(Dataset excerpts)

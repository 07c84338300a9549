//! Command handlers, one module per subcommand.

pub mod add;
pub mod board;
pub mod completions;
pub mod config;
pub mod delete;
pub mod edit;
pub mod export;
pub mod list;
pub mod summary;
pub mod views;

use crate::output::CliError;
use vero_core::RecordId;

/// Split `--set field=value` pairs on the first `=`.
pub fn parse_set_pairs(pairs: &[String]) -> Result<Vec<(String, String)>, CliError> {
    pairs
        .iter()
        .map(|pair| {
            pair.split_once('=')
                .map(|(field, value)| (field.trim().to_string(), value.to_string()))
                .ok_or_else(|| {
                    CliError::with_suggestion(
                        format!("invalid --set '{pair}'"),
                        "use --set field=value",
                        "invalid_set",
                    )
                })
        })
        .collect()
}

/// Parse a record id argument.
pub fn parse_record_id(raw: &str) -> Result<RecordId, CliError> {
    raw.parse().map_err(|_| {
        CliError::with_suggestion(
            format!("invalid record id '{raw}'"),
            "ids are the base-36 values shown in the Id column",
            "invalid_record_id",
        )
    })
}

#[cfg(test)]
mod tests {
    use super::*;

    #[test]
    fn set_pairs_split_on_the_first_equals() {
        let pairs = vec!["name=Ana".to_string(), "note=a=b".to_string()];
        let parsed = parse_set_pairs(&pairs).expect("valid pairs");
        assert_eq!(
            parsed,
            [
                ("name".to_string(), "Ana".to_string()),
                ("note".to_string(), "a=b".to_string())
            ]
        );
    }

    #[test]
    fn set_pair_without_equals_is_rejected() {
        let err = parse_set_pairs(&["name".to_string()]).expect_err("missing =");
        assert_eq!(err.code, "invalid_set");
    }

    #[test]
    fn record_ids_parse_from_base36() {
        assert!(parse_record_id("1z").is_ok());
        assert!(parse_record_id("not an id!").is_err());
    }
}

## [Task to complete]
Each line of the data is to be transcribed exactly.

## [Problem solution]
repository 07c84338300a9549
//! Command handlers, one module per subcommand.

pub mod add;
pub mod board;
pub mod completions;
pub mod config;
pub mod delete;
pub mod edit;
pub mod export;
pub mod list;
pub mod summary;
pub mod views;

use crate::output::CliError;
use vero_core::RecordId;

/// Split `--set field=value` pairs on the first `=`.
pub fn parse_set_pairs(pairs: &[String]) -> Result<Vec<(String, String)>, CliError> {
    pairs
        .iter()
        .map(|pair| {
            pair.split_once('=')
                .map(|(field, value)| (field.trim().to_string(), value.to_string()))
                .ok_or_else(|| {
                    CliError::with_suggestion(
                        format!("invalid --set '{pair}'"),
                        "use --set field=value",
                        "invalid_set",
                    )
                })
        })
        .collect()
}

/// Parse a record id argument.
pub fn parse_record_id(raw: &str) -> Result<RecordId, CliError> {
    raw.parse().map_err(|_| {
        CliError::with_suggestion(
            format!("invalid record id '{raw}'"),
            "ids are the base-36 values shown in the Id column",
            "invalid_record_id",
        )
    })
}

#[cfg(test)]
mod tests {
    use super::*;

    #[test]
    fn set_pairs_split_on_the_first_equals() {
        let pairs = vec!["name=Ana".to_string(), "note=a=b".to_string()];
        let parsed = parse_set_pairs(&pairs).expect("valid pairs");
        assert_eq!(
            parsed,
            [
                ("name".to_string(), "Ana".to_string()),
                ("note".to_string(), "a=b".to_string())
            ]
        );
    }

    #[test]
    fn set_pair_without_equals_is_rejected() {
        let err = parse_set_pairs(&["name".to_string()]).expect_err("missing =");
        assert_eq!(err.code, "invalid_set");
    }

    #[test]
    fn record_ids_parse_from_base36() {
        assert!(parse_record_id("1z").is_ok());
        assert!(parse_record_id("not an id!").is_err());
    }
}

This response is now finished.